# routing between 2 lans

## karl420

OK, we've had a windows LAN here since before I started working here. Its 192.168.0.*, and I setup a Linux LAN (with iptables to share internet, etc), and its 192.168.12.*.

With that said, I want to be able to reach 192.168.0.* addresses, and possibly set something up so that windows computers on my lan, can be in the same workgroup and/or domains, etc, as the windows network.

How do I go about setting this up?

Karl

----------

## aja

You will either need to set up a router (which will recognize addresses on the two networks and route between them) or modify your subnet mask to include all the IPs in the same network (i.e. 255.255.0.0) - of course, this is a bit dodgy, as you are combining two class C networks into one class B network, but you are using non-routable IPs, so it's not verboten.

----------

## karl420

Well, my firewall is pretty much a router, I just don't know how to configure it to do what I want.

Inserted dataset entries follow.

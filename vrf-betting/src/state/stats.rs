use shank::ShankAccount;
use solbeet::{AccountRecord, Beet, Result};

use super::StateAccountType;

/// Program-wide counters, a singleton PDA.
#[derive(Beet, ShankAccount, Clone, Debug, PartialEq, Eq)]
pub struct Stats {
    pub account_type: StateAccountType,
    pub total_games: u64,
    pub total_users: u32,
    pub total_bets: u32,
    pub total_wager: u64,
    pub total_lamports_won_by_bettors: u64,
}

impl Stats {
    pub fn new() -> Self {
        Self {
            account_type: StateAccountType::Stats,
            total_games: 0,
            total_users: 0,
            total_bets: 0,
            total_wager: 0,
            total_lamports_won_by_bettors: 0,
        }
    }
}

impl Default for Stats {
    fn default() -> Self {
        Self::new()
    }
}

impl AccountRecord for Stats {
    const NAME: &'static str = "Stats";
    const DISCRIMINATOR: u8 = StateAccountType::Stats as u8;
    type Fields = Self;

    fn from_fields(fields: Self) -> Result<Self> {
        Ok(fields)
    }
}
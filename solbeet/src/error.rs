//! Error type shared by every codec, account wrapper and instruction descriptor.
//!
//! All failures are local and synchronous. Nothing in this crate retries; a
//! caller that wants to re-fetch account bytes does so in its own RPC layer.
//!
//! On-chain callers can propagate a [`CodecError`] with `?` into a
//! [`ProgramError`] through the provided `From` impl.

use pinocchio::error::ProgramError;
use thiserror::Error;

/// Coarse classification of a [`CodecError`].
///
/// | Kind | Meaning |
/// |------|---------|
/// | `NotFound` | The requested address has no backing bytes |
/// | `MalformedData` | Bytes are truncated or carry an invalid value |
/// | `UnknownVariant` | A discriminant byte names no declared variant |
/// | `InvalidFixedLength` | A fixed array was built from the wrong number of items |
/// | `InvalidInput` | The caller passed arguments the operation cannot use |
#[derive(Clone, Copy, Debug, PartialEq, Eq)]
pub enum ErrorKind {
    NotFound,
    MalformedData,
    UnknownVariant,
    InvalidFixedLength,
    InvalidInput,
}

/// Errors produced while encoding, decoding or assembling records.
#[derive(Clone, Debug, PartialEq, Eq, Error)]
pub enum CodecError {
    /// No account data exists at the requested address.
    #[error("unable to find {account} account at {address}")]
    NotFound {
        account: &'static str,
        address: String,
    },

    /// The buffer ended before a value was fully read.
    #[error("truncated {type_name} at offset {offset}: needs {needed} bytes, {remaining} remaining")]
    Truncated {
        type_name: &'static str,
        offset: usize,
        needed: usize,
        remaining: usize,
    },

    /// A tag byte (bool, option presence) holds a value outside its domain.
    #[error("invalid {type_name} tag {value:#04x} at offset {offset}")]
    InvalidTag {
        type_name: &'static str,
        value: u8,
        offset: usize,
    },

    /// A length-prefixed string is not valid UTF-8.
    #[error("string at offset {offset} is not valid utf-8")]
    InvalidUtf8 { offset: usize },

    /// Bytes were left over after decoding a value that must consume everything.
    #[error("{trailing} trailing bytes after {type_name}")]
    TrailingBytes {
        type_name: &'static str,
        trailing: usize,
    },

    /// The account-type header names a different (or no) account type.
    #[error("expected {expected} account (type {expected_tag}), found type {found}")]
    AccountTypeMismatch {
        expected: &'static str,
        expected_tag: u8,
        found: u8,
    },

    /// A data-enum discriminant does not index a declared variant.
    #[error("unknown {type_name} variant {discriminant} at offset {offset}")]
    UnknownVariant {
        type_name: &'static str,
        discriminant: u8,
        offset: usize,
    },

    /// A fixed-size array was supplied with the wrong number of items.
    #[error("fixed array expects exactly {expected} items, got {actual}")]
    InvalidFixedLength { expected: usize, actual: usize },

    /// The output buffer cannot hold the value being written.
    #[error("buffer too small for {type_name} at offset {offset}: needs {needed} bytes, {remaining} remaining")]
    BufferTooSmall {
        type_name: &'static str,
        offset: usize,
        needed: usize,
        remaining: usize,
    },

    /// An encoded record exceeds the runtime's maximum account size.
    #[error("{size} bytes exceeds the maximum account size of {max}")]
    AccountTooLarge { size: usize, max: usize },

    /// The rent-exempt balance does not fit in a `u64` of lamports.
    #[error("rent exemption for {data_len} bytes overflows u64 lamports")]
    RentOverflow { data_len: usize },

    /// A required account role was not given an address.
    #[error("{instruction} requires an address for `{role}`")]
    MissingAccount {
        instruction: &'static str,
        role: &'static str,
    },

    /// More addresses were supplied than the instruction declares roles.
    #[error("{instruction} declares {expected} accounts, {actual} supplied")]
    TooManyAccounts {
        instruction: &'static str,
        expected: usize,
        actual: usize,
    },

    /// Instruction data does not start with the expected discriminant.
    #[error("{instruction} expects discriminant {expected}, found {found:?}")]
    InstructionMismatch {
        instruction: &'static str,
        expected: u8,
        found: Option<u8>,
    },
}

impl CodecError {
    /// Classify the error.
    pub fn kind(&self) -> ErrorKind {
        match self {
            CodecError::NotFound { .. } => ErrorKind::NotFound,
            CodecError::Truncated { .. }
            | CodecError::InvalidTag { .. }
            | CodecError::InvalidUtf8 { .. }
            | CodecError::TrailingBytes { .. }
            | CodecError::AccountTypeMismatch { .. } => ErrorKind::MalformedData,
            CodecError::UnknownVariant { .. } => ErrorKind::UnknownVariant,
            CodecError::InvalidFixedLength { .. } => ErrorKind::InvalidFixedLength,
            CodecError::BufferTooSmall { .. }
            | CodecError::AccountTooLarge { .. }
            | CodecError::RentOverflow { .. }
            | CodecError::MissingAccount { .. }
            | CodecError::TooManyAccounts { .. }
            | CodecError::InstructionMismatch { .. } => ErrorKind::InvalidInput,
        }
    }
}

impl From<CodecError> for ProgramError {
    fn from(e: CodecError) -> Self {
        match e {
            CodecError::NotFound { .. } => ProgramError::UninitializedAccount,
            CodecError::AccountTypeMismatch { found: 0, .. } => ProgramError::UninitializedAccount,
            CodecError::BufferTooSmall { .. } => ProgramError::AccountDataTooSmall,
            CodecError::InvalidFixedLength { .. }
            | CodecError::AccountTooLarge { .. }
            | CodecError::RentOverflow { .. } => ProgramError::InvalidArgument,
            CodecError::MissingAccount { .. } | CodecError::TooManyAccounts { .. } => {
                ProgramError::NotEnoughAccountKeys
            }
            CodecError::InstructionMismatch { .. } => ProgramError::InvalidInstructionData,
            _ => ProgramError::InvalidAccountData,
        }
    }
}

/// Result alias used throughout the crate.
pub type Result<T> = core::result::Result<T, CodecError>;

#[cfg(test)]
mod tests {
    use super::*;

    #[test]
    fn test_kind_taxonomy() {
        let truncated = CodecError::Truncated {
            type_name: "u32",
            offset: 4,
            needed: 4,
            remaining: 1,
        };
        assert_eq!(truncated.kind(), ErrorKind::MalformedData);

        let unknown = CodecError::UnknownVariant {
            type_name: "BetInput",
            discriminant: 9,
            offset: 0,
        };
        assert_eq!(unknown.kind(), ErrorKind::UnknownVariant);

        let fixed = CodecError::InvalidFixedLength { expected: 72, actual: 71 };
        assert_eq!(fixed.kind(), ErrorKind::InvalidFixedLength);
    }

    #[test]
    fn test_program_error_mapping() {
        let uninitialized = CodecError::AccountTypeMismatch {
            expected: "UserAccount",
            expected_tag: 2,
            found: 0,
        };
        assert_eq!(ProgramError::from(uninitialized), ProgramError::UninitializedAccount);

        let wrong_type = CodecError::AccountTypeMismatch {
            expected: "UserAccount",
            expected_tag: 2,
            found: 4,
        };
        assert_eq!(ProgramError::from(wrong_type), ProgramError::InvalidAccountData);

        let mismatch = CodecError::InstructionMismatch {
            instruction: "GameSetActive",
            expected: 6,
            found: Some(7),
        };
        assert_eq!(ProgramError::from(mismatch), ProgramError::InvalidInstructionData);
    }

    #[test]
    fn test_display_is_readable() {
        let e = CodecError::InvalidTag {
            type_name: "bool",
            value: 2,
            offset: 7,
        };
        assert_eq!(e.to_string(), "invalid bool tag 0x02 at offset 7");
    }
}
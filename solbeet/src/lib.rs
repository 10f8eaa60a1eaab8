//! # Solbeet - Binary Codecs for Solana Account and Instruction Data
//!
//! Solbeet encodes and decodes the byte layouts Solana programs persist in
//! accounts and accept as instruction data, computes their sizes without
//! encoding, and builds instructions from typed arguments.
//!
//! ## Philosophy
//!
//! - **Byte-exact**: the wire layout is a contract; every codec documents it
//! - **Fixed vs fixable**: sizes known from the type are `const`, sizes that
//!   depend on the value are computed from the value, never by encoding
//! - **Closed unions**: data enums are Rust enums, so every consumer matches
//!   exhaustively
//! - **Pure**: no I/O, no signing, no shared state; fetching goes through a
//!   caller-supplied [`AccountFetcher`]
//!
//! ## Wire Layout
//!
//! | Type | Encoding |
//! |------|----------|
//! | `u8`/`u16`/`u32`/`u64`/`u128`/`f64` | little-endian, fixed width |
//! | `bool` | 1 byte, `0` or `1` |
//! | `[T; N]` | `N` elements, no prefix |
//! | `String` | `u32` LE byte length + UTF-8 bytes |
//! | `Option<T>` | tag `0` / `1` + payload when present |
//! | [`Address`](solana_address::Address) | 32 raw bytes |
//! | struct | fields in declaration order, no padding |
//! | data enum | `u8` declaration index + variant fields |
//! | instruction | `u8` discriminant + argument encoding |
//!
//! ## Quick Start
//!
//! ```ignore
//! use solbeet::{AccountRecord, Beet, Describe};
//!
//! #[derive(Beet, Clone, Debug, PartialEq)]
//! pub struct Counter {
//!     pub account_type: u8,
//!     pub authority: Address,
//!     pub label: Option<String>,
//! }
//!
//! impl AccountRecord for Counter {
//!     const NAME: &'static str = "Counter";
//!     const DISCRIMINATOR: u8 = 1;
//!     type Fields = Self;
//!
//!     fn from_fields(fields: Self) -> solbeet::Result<Self> {
//!         Ok(fields)
//!     }
//! }
//!
//! let bytes = counter.encode()?;
//! assert_eq!(bytes.len(), counter.byte_size());
//! let loaded = Counter::from_account_data(&bytes)?;
//! log::info!("{}", loaded.describe());
//! ```
//!
//! ## Module Organization
//!
//! - [`codec`]: leaf codecs and fixed-array helpers
//! - [`programs`]: well-known program and sysvar ids
//! - Records: [`AccountRecord`], [`RentParams`], [`AccountFilter`]
//! - Instructions: [`InstructionDescriptor`], [`AccountRole`], [`Instruction`]
//! - Display: [`Describe`], [`Pretty`]

extern crate self as solbeet;

mod account;
pub mod codec;
mod describe;
mod error;
mod instruction;
pub mod programs;
mod traits;

pub use account::{
    rent_exempt_minimum, AccountFetcher, AccountFilter, AccountRecord, RentParams, ACCOUNT_STORAGE_OVERHEAD,
    LAMPORTS_PER_BYTE, MAX_ACCOUNT_SIZE,
};
pub use codec::{decode_fixed_array, encode_fixed_array, fixed_array, STRING_LEN_PREFIX};
pub use describe::{Describe, Pretty, MAX_SAFE_INTEGER};
pub use error::{CodecError, ErrorKind, Result};
pub use instruction::{AccountMeta, AccountRole, Instruction, InstructionDescriptor, RoleDefault};
pub use programs::{RENT_SYSVAR_ID, SLOT_HASHES_SYSVAR_ID, SYSTEM_PROGRAM_ID};
pub use traits::{put, sum_fixed_sizes, take, Beet, BeetStruct, DataEnum, FixableSize, FixedSize};

// Re-export derive macros
pub use solbeet_macros::Beet;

I tried changing the subnetmask on my workstation, and that doesnt help, did you mean change the subnet mask on the firewall ?

Karl

----------

## ben

Well I cannot find where I posted this already, but here it is again:

/sbin/iptables -A FORWARD -i eth3 -s 192.168.20.2 -o eth1 -j ACCEPT

/sbin/iptables -A FORWARD -i eth3 -o eth1 -m state --state ESTABLISHED,RELATED -

j ACCEPT

/sbin/iptables -A FORWARD -i eth1 -o eth3 -j ACCEPT

/sbin/iptables -A FORWARD -j LOG

eth1 and 3 are internal. I authorused one hot one eth3 net to traverse.

And you may want to set up a samba server to share files with win.

HTH

Ben

----------

## karl420

 *ben wrote:*   

> Well I cannot find where I posted this already, but here it is again:
> 
> /sbin/iptables -A FORWARD -i eth3 -s 192.168.20.2 -o eth1 -j ACCEPT
> 
> /sbin/iptables -A FORWARD -i eth3 -o eth1 -m state --state ESTABLISHED,RELATED -
> ...

 

I see, so eth3 is a card that is connected to the win LAN, and eth1 is your linux LAN. I just need to setup forwarding between the two? And in your configuration, you are only letting windows user 192.168.20.2 get from the windows lan to the linux lan, and letting everone in the linux lan get to the linux lan?

Karl

----------

## ben

Let say: would be in your case  :Wink: 

I don't have any windows machine, but I have a wire (eth1) and wireless (eth3) lan. One both lans, I give dhcp assigned fixed IP to known machines. And the wireless lan is untrusted.

So if someone pass by, he could surf through my wireless lan (my 2cents back to the community), but he can't traverse to my internal net easily and unnoticed. Whereas the reverse is not true: I do authorise myself from any where on the wire lan to talk to any machines on the wireless part.

HTH

Ben

----------

## karl420

Thanks a million! I appreciate the help!

Karl   :Twisted Evil: 

----------

## mb

or give net-misc/netkit-routed a try, if you want dynamic routing instead of static routing/iptables....

#mb

----------